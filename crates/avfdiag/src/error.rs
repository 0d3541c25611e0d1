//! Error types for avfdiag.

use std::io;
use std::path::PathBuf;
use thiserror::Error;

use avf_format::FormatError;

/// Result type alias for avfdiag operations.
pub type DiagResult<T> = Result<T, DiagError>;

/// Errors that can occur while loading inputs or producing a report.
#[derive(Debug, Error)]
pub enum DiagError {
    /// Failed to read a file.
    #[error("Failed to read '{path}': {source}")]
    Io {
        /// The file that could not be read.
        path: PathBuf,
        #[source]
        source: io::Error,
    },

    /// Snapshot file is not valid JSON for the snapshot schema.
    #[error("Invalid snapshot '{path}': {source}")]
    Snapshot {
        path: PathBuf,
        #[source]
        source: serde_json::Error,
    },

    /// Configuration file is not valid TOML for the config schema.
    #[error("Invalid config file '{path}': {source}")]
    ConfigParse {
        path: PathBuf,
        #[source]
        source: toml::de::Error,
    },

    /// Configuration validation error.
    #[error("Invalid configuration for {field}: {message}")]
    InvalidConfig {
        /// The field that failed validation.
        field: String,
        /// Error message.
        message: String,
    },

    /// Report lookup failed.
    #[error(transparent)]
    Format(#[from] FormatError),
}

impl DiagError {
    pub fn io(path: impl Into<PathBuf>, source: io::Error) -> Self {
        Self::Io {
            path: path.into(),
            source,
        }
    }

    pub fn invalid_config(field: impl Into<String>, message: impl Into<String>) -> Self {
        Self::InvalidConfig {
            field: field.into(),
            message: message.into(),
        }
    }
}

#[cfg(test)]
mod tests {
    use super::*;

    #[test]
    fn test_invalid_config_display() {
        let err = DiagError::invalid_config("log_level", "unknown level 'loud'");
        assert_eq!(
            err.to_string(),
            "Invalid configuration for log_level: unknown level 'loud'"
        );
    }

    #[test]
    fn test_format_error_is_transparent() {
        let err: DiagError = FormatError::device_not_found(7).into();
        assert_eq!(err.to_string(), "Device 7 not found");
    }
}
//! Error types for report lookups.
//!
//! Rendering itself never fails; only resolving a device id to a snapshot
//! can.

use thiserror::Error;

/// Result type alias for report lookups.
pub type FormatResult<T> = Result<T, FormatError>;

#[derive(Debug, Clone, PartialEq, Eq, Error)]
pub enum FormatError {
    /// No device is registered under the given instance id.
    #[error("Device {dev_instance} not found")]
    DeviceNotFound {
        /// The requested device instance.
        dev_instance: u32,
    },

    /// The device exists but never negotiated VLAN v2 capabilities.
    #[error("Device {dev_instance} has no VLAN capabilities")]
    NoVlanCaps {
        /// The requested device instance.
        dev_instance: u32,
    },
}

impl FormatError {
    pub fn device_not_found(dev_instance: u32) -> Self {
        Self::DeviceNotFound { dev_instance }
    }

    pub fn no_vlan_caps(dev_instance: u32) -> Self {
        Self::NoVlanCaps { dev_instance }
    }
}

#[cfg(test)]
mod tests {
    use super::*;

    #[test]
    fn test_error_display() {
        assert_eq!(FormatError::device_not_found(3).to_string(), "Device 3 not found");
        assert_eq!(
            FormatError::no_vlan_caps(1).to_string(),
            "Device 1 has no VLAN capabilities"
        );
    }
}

========================================================================

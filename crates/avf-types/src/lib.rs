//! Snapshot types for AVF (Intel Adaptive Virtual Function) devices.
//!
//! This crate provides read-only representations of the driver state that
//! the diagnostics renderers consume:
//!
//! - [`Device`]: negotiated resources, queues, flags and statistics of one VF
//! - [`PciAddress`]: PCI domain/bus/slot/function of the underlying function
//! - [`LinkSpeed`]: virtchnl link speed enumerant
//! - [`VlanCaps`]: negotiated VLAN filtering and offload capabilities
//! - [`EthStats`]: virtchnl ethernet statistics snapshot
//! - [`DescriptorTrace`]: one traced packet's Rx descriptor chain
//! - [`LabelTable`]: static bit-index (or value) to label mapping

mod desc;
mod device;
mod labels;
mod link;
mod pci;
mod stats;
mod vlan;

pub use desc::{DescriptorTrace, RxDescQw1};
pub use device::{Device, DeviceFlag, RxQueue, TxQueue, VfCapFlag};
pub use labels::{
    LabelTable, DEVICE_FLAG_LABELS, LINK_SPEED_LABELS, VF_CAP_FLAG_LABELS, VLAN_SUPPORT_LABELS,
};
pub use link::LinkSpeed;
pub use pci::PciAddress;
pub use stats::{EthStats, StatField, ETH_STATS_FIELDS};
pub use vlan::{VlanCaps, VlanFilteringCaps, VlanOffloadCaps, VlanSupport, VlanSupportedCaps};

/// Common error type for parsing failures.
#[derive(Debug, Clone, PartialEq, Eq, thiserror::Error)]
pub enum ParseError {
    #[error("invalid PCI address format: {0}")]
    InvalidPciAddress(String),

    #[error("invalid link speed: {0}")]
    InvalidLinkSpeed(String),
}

========================================================================

Work to complete: How many lines in the data contain "path"? Answer with the number alone.

Written solution: 9